ENTRIES SUPPLIED section start

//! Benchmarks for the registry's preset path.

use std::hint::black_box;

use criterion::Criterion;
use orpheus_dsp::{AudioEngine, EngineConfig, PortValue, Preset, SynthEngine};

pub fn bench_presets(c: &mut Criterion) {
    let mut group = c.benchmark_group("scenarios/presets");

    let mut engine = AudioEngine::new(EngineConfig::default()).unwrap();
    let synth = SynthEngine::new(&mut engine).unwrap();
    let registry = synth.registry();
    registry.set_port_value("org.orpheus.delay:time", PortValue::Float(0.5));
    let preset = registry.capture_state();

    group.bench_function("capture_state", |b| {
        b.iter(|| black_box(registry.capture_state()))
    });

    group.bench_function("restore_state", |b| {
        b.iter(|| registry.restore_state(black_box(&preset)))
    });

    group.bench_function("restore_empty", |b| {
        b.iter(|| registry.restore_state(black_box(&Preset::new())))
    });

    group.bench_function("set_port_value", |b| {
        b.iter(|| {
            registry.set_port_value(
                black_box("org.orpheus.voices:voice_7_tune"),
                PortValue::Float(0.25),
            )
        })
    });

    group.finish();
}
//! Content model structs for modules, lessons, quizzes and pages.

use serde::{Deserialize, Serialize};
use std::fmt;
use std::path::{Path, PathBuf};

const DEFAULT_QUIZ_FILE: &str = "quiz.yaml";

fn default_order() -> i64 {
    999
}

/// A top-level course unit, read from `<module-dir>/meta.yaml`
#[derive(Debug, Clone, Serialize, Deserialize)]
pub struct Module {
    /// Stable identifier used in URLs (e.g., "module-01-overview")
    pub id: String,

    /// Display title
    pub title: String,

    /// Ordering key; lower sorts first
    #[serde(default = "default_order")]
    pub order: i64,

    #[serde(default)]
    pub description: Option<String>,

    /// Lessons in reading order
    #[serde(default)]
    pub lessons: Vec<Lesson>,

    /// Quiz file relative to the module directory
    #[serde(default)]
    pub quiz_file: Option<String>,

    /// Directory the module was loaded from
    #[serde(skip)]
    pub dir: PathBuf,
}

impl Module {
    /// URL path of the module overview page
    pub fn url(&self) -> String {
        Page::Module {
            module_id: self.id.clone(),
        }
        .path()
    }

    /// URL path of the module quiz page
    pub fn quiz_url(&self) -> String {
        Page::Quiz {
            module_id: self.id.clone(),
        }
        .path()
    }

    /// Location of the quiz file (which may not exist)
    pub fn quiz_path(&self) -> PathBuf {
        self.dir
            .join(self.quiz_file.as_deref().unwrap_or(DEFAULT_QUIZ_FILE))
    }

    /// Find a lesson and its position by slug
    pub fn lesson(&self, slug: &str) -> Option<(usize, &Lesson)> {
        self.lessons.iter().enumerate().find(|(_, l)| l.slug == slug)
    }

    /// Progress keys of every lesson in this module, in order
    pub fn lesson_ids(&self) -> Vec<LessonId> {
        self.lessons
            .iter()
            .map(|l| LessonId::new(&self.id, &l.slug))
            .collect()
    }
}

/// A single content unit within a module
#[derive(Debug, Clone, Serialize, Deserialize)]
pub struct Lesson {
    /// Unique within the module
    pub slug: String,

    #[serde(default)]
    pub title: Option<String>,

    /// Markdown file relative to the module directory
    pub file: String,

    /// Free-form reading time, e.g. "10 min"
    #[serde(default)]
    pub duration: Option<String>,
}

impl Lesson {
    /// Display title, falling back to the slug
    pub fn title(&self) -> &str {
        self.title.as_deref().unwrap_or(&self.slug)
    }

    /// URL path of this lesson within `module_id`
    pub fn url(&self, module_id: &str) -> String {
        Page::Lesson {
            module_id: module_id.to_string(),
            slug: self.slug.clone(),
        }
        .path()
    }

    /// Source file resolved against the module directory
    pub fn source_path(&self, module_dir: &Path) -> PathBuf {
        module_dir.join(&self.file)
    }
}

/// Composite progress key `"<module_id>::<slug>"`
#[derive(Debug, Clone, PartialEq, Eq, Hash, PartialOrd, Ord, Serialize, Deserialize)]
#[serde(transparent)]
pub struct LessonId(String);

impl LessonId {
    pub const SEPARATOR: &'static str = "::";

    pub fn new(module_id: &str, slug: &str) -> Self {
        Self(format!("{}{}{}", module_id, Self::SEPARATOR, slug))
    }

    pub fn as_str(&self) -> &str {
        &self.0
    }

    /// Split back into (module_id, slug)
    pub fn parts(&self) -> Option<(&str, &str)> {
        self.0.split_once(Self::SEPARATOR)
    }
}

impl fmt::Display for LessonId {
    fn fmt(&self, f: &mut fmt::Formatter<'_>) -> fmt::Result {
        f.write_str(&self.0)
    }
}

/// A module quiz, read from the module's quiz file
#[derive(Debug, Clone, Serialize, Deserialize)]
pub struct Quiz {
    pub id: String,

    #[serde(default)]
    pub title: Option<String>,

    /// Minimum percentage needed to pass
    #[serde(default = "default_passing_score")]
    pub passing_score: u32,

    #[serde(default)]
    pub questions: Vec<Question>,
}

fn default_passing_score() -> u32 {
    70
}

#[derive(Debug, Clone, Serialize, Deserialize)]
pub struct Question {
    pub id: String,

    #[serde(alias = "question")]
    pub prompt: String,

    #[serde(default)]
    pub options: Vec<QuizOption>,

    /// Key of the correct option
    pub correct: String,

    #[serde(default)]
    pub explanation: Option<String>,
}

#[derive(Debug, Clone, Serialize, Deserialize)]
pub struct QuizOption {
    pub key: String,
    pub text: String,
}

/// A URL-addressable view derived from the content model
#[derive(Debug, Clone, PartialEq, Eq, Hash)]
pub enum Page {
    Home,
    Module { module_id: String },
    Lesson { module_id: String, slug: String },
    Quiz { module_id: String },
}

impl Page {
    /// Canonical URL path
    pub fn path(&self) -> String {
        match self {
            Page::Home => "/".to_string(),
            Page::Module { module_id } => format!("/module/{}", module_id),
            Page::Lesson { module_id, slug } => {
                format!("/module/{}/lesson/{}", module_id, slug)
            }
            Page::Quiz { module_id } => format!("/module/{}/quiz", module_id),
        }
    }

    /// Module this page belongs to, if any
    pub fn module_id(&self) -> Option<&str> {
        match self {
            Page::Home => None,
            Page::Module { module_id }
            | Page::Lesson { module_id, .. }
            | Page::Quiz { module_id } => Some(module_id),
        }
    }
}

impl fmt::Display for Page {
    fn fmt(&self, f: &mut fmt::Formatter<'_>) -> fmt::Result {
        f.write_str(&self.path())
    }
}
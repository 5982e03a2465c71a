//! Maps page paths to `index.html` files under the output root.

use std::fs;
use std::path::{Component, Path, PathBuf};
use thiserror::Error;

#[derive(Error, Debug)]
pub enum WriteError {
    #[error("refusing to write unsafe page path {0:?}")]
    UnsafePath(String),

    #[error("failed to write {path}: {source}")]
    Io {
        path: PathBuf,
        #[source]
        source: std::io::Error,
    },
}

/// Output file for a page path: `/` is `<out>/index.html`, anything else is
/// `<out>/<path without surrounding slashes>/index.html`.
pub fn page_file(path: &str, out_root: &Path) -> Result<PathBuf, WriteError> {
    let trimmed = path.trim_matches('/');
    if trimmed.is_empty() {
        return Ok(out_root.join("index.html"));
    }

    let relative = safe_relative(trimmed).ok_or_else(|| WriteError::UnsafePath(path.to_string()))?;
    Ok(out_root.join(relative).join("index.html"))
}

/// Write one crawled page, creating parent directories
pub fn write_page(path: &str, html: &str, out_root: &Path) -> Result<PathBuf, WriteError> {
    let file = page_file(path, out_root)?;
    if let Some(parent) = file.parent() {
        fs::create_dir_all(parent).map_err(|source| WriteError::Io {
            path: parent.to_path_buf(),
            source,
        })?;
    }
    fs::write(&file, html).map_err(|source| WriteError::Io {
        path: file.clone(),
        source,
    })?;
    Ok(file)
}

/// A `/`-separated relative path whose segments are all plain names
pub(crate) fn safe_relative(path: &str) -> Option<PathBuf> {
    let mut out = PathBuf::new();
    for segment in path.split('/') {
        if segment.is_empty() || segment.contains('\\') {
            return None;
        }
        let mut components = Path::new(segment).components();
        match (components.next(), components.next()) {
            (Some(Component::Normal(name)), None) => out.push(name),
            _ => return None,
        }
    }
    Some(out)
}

ENTRIES SUPPLIED section end

- PROBLEM DESCRIPTION -
Determine the number of lines in the data above that hold "from", and reply with that number alone.

- PROBLEM SOLUTION -
4